If it's still slow after that, please post table definitions, index definitions and execution plan, as per http://www.sqlservercentral.com/articles/SQLServerCentral/66909/
Gail Shaw
Microsoft Certified Master: SQL Server, MVP, M.Sc (Comp Sci)
SQL In The Wild: Discussions on DB performance with occasional diversions into recoverability
August 28, 2009 at 1:03 pm
Hi,
Thanks for your responses.
Executed the update statistics on Database; but query runs slow ...
The execution time of query on SQL 2000 is 6 seconds, on SQL 2005 23 minutes.
I sending the T-SQL and the Scritps to create the tables and indexs.
Thanks a lot
Jose Sanchez
August 28, 2009 at 1:17 pm
Execution plan please. Just the SQL 2005 one is fine.
Gail Shaw
Microsoft Certified Master: SQL Server, MVP, M.Sc (Comp Sci)
SQL In The Wild: Discussions on DB performance with occasional diversions into recoverability
August 28, 2009 at 1:33 pm
I sending The execution plan
August 28, 2009 at 3:42 pm
CAn you please post the exec plan from the SQL 2005 server as detailed in the article I referenced above. You're missing indexes, I can't tell which ones without seeing the details of the exec plan
Gail Shaw
Microsoft Certified Master: SQL Server, MVP, M.Sc (Comp Sci)

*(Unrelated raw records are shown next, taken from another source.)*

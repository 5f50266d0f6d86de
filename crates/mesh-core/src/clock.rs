//! Vector clock for causal delivery bookkeeping.
//!
//! Each entry counts how many messages from a node have been delivered. The
//! same type doubles as a message's dependency list: a snapshot of the
//! author's clock at send time, with its own entry set to the message's
//! sequence number.

use crate::node::NodeId;
use serde::{Deserialize, Serialize};
use std::collections::BTreeMap;
use std::fmt;

/// A single `(node, count)` pair, the wire form of a clock entry.
#[derive(Clone, Debug, PartialEq, Eq, Serialize, Deserialize)]
pub struct ClockEntry {
    pub node: NodeId,
    pub count: u64,
}

/// Delivered-count per node. Absent entries read as 0.
#[derive(Clone, Debug, Default, PartialEq, Eq, Serialize, Deserialize)]
#[serde(from = "Vec<ClockEntry>", into = "Vec<ClockEntry>")]
pub struct VectorClock {
    entries: BTreeMap<NodeId, u64>,
}

impl VectorClock {
    /// Create an empty clock.
    pub fn new() -> Self {
        VectorClock {
            entries: BTreeMap::new(),
        }
    }

    /// Create a clock that already knows `node` with a count of 0.
    pub fn with_node(node: impl Into<NodeId>) -> Self {
        let mut clock = Self::new();
        clock.observe(node);
        clock
    }

    /// Create a clock from `(node, count)` pairs.
    pub fn from_entries<N: Into<NodeId>>(entries: impl IntoIterator<Item = (N, u64)>) -> Self {
        VectorClock {
            entries: entries
                .into_iter()
                .map(|(node, count)| (node.into(), count))
                .collect(),
        }
    }

    /// Delivered count for a node, 0 if unknown.
    pub fn get(&self, node: &NodeId) -> u64 {
        self.entries.get(node).copied().unwrap_or(0)
    }

    /// Whether the node has an entry at all (zero entries included).
    pub fn knows(&self, node: &NodeId) -> bool {
        self.entries.contains_key(node)
    }

    /// Lazily add a zero entry for a node seen for the first time.
    pub fn observe(&mut self, node: impl Into<NodeId>) {
        self.entries.entry(node.into()).or_insert(0);
    }

    /// Record one more delivered message from `node`, returning the new count.
    pub fn advance(&mut self, node: &NodeId) -> u64 {
        let entry = self.entries.entry(node.clone()).or_insert(0);
        *entry += 1;
        *entry
    }

    /// Overwrite the count for a node. Only used to build dependency snapshots.
    pub fn set(&mut self, node: impl Into<NodeId>, count: u64) {
        self.entries.insert(node.into(), count);
    }

    /// Adopt entries for nodes this clock has not heard from yet.
    ///
    /// Only entries whose local count is still 0 are candidates, and `skip`
    /// vetoes nodes the caller already holds history for (this node itself,
    /// authors with buffered messages). Zero remote counts add nothing, so
    /// merge never decreases a count and never inserts empty entries.
    /// Returns the nodes whose entries were adopted.
    pub fn merge(
        &mut self,
        remote: &VectorClock,
        mut skip: impl FnMut(&NodeId) -> bool,
    ) -> Vec<NodeId> {
        let mut adopted = Vec::new();
        for (node, &count) in &remote.entries {
            if count == 0 || self.get(node) > 0 || skip(node) {
                continue;
            }
            self.entries.insert(node.clone(), count);
            adopted.push(node.clone());
        }
        adopted
    }

    /// Check if this clock is at or past `other` on every entry.
    pub fn dominates(&self, other: &VectorClock) -> bool {
        other
            .entries
            .iter()
            .all(|(node, &count)| self.get(node) >= count)
    }

    /// Check if neither clock dominates the other.
    pub fn is_concurrent_with(&self, other: &VectorClock) -> bool {
        !self.dominates(other) && !other.dominates(self)
    }

    /// Iterate over all entries in node order.
    pub fn iter(&self) -> impl Iterator<Item = (&NodeId, &u64)> {
        self.entries.iter()
    }

    /// Number of nodes tracked.
    pub fn len(&self) -> usize {
        self.entries.len()
    }

    pub fn is_empty(&self) -> bool {
        self.entries.is_empty()
    }

    /// Sum of all counts (messages delivered in total).
    pub fn total(&self) -> u64 {
        self.entries.values().sum()
    }

    /// Convert to the wire list form.
    pub fn to_entries(&self) -> Vec<ClockEntry> {
        self.entries
            .iter()
            .map(|(node, &count)| ClockEntry {
                node: node.clone(),
                count,
            })
            .collect()
    }
}

impl From<Vec<ClockEntry>> for VectorClock {
    /// Repeated nodes keep the highest count.
    fn from(list: Vec<ClockEntry>) -> Self {
        let mut entries = BTreeMap::new();
        for entry in list {
            let count = entries.entry(entry.node).or_insert(0);
            *count = (*count).max(entry.count);
        }
        VectorClock { entries }
    }
}

impl From<VectorClock> for Vec<ClockEntry> {
    fn from(clock: VectorClock) -> Self {
        clock.to_entries()
    }
}

impl fmt::Display for VectorClock {
    /// Renders as `(node:count)(node:count)`.
    fn fmt(&self, f: &mut fmt::Formatter<'_>) -> fmt::Result {
        for (node, count) in &self.entries {
            write!(f, "({}:{})", node, count)?;
        }
        Ok(())
    }
}

#[cfg(test)]
mod tests {
    use super::*;

    fn node(id: &str) -> NodeId {
        NodeId::new(id)
    }

    #[test]
    fn test_clock_basic() {
        let mut clock = VectorClock::new();
        assert_eq!(clock.get(&node("x")), 0);
        assert!(!clock.knows(&node("x")));

        clock.observe("x");
        assert!(clock.knows(&node("x")));
        assert_eq!(clock.get(&node("x")), 0);

        assert_eq!(clock.advance(&node("x")), 1);
        assert_eq!(clock.advance(&node("x")), 2);
        assert_eq!(clock.get(&node("x")), 2);

        // Observing again keeps the count.
        clock.observe("x");
        assert_eq!(clock.get(&node("x")), 2);
    }

    #[test]
    fn test_merge_adopts_unknown_only() {
        let mut local = VectorClock::from_entries([("me", 2), ("y", 3), ("z", 0)]);
        let remote = VectorClock::from_entries([("me", 9), ("y", 7), ("z", 4), ("w", 5)]);

        let mut adopted = local.merge(&remote, |n| n == &node("me"));
        adopted.sort();

        assert_eq!(adopted, vec![node("w"), node("z")]);
        assert_eq!(local.get(&node("me")), 2);
        assert_eq!(local.get(&node("y")), 3);
        assert_eq!(local.get(&node("z")), 4);
        assert_eq!(local.get(&node("w")), 5);
    }

    #[test]
    fn test_merge_never_decreases() {
        let mut local = VectorClock::from_entries([("y", 5)]);
        let remote = VectorClock::from_entries([("y", 1)]);
        local.merge(&remote, |n| n == &node("me"));
        assert_eq!(local.get(&node("y")), 5);
    }

    #[test]
    fn test_merge_respects_skip_and_zero_counts() {
        let mut local = VectorClock::from_entries([("me", 0), ("held", 0)]);
        let remote = VectorClock::from_entries([("held", 4), ("idle", 0), ("w", 2)]);

        let adopted = local.merge(&remote, |n| n == &node("me") || n == &node("held"));

        assert_eq!(adopted, vec![node("w")]);
        assert_eq!(local.get(&node("held")), 0);
        assert!(!local.knows(&node("idle")));
        assert_eq!(local.get(&node("w")), 2);
    }

    #[test]
    fn test_dominates_and_concurrency() {
        let a = VectorClock::from_entries([("r1", 5), ("r2", 3)]);
        let b = VectorClock::from_entries([("r1", 3), ("r2", 3)]);
        let c = VectorClock::from_entries([("r1", 3), ("r2", 5)]);

        assert!(a.dominates(&b));
        assert!(!b.dominates(&a));
        assert!(a.is_concurrent_with(&c));
        assert!(VectorClock::new().dominates(&VectorClock::new()));
    }

    #[test]
    fn test_display_is_ordered() {
        let clock = VectorClock::from_entries([("y", 0), ("x", 1)]);
        assert_eq!(clock.to_string(), "(x:1)(y:0)");
    }

    #[test]
    fn test_wire_list_form() {
        let clock = VectorClock::from_entries([("x", 1), ("y", 4)]);
        let json = serde_json::to_string(&clock).unwrap();
        assert_eq!(json, r#"[{"node":"x","count":1},{"node":"y","count":4}]"#);

        let back: VectorClock = serde_json::from_str(&json).unwrap();
        assert_eq!(back, clock);
    }

    #[test]
    fn test_repeated_wire_entries_keep_max() {
        let json = r#"[{"node":"x","count":1},{"node":"x","count":3}]"#;
        let clock: VectorClock = serde_json::from_str(json).unwrap();
        assert_eq!(clock.len(), 1);
        assert_eq!(clock.get(&node("x")), 3);
    }
}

SQL In The Wild: Discussions on DB performance with occasional diversions into recoverability
August 28, 2009 at 3:53 pm
Execution Plan from SQL2005
August 31, 2009 at 4:08 am
Ok, you need a couple indexes and a partial query rewrite. I have no idea how SQL 2000 was executing this, seeing as it would have had to do table scans and hash joins. Unless some indexes were dropped during the upgrade.
Try the following.
Index on dbo.ImpuestosASCO on (CodigoImpuesto)
Index on dbo.impuestosACF on (AscId, CodigoImpuesto)
Index on dbo.Impuestos on (AscId, CodigoImpuesto)
and change the NOT IN to a NOT EXISTS, that will remove the need for a string conversion and concat and allow index usage.
WHERE
NOT EXISTS (SELECT 1 FROM dbo.Impuestos WHERE dbo.impuestosACF.AscId = dbo.Impuestos.AscId
AND dbo.impuestosACF.CodigoImpuesto = dbo.Impuestos.CodigoImpuesto)
If it's still slow after you make those changes, post the new plan.
Gail Shaw
Microsoft Certified Master: SQL Server, MVP, M.Sc (Comp Sci)
SQL In The Wild: Discussions on DB performance with occasional diversions into recoverability
August 31, 2009 at 2:54 pm
Thanks a lot Gail,
Executed the query and returned the information very fast
August 31, 2009 at 5:48 pm
I think that the problem might simply be the NOT EXISTS. I converted a SQL Server 2000 database to 2005 shortly after 2005 was released and ran into a huge problem with NOT EXIST queries (not mine, I never use them).
The query was not fast under SQL Server 2000 (about 12 minutes execution time) but the query never finished under SQL Server 2005. Well, it was never allowed to finish. I cancelled it. Anyway, I re-wrote the query and everything was fine.
A Microsoft support request was made and a bug filed but this sounds like it was never resolved. A bit disappointing but I'm not surprised. It was a badly written query.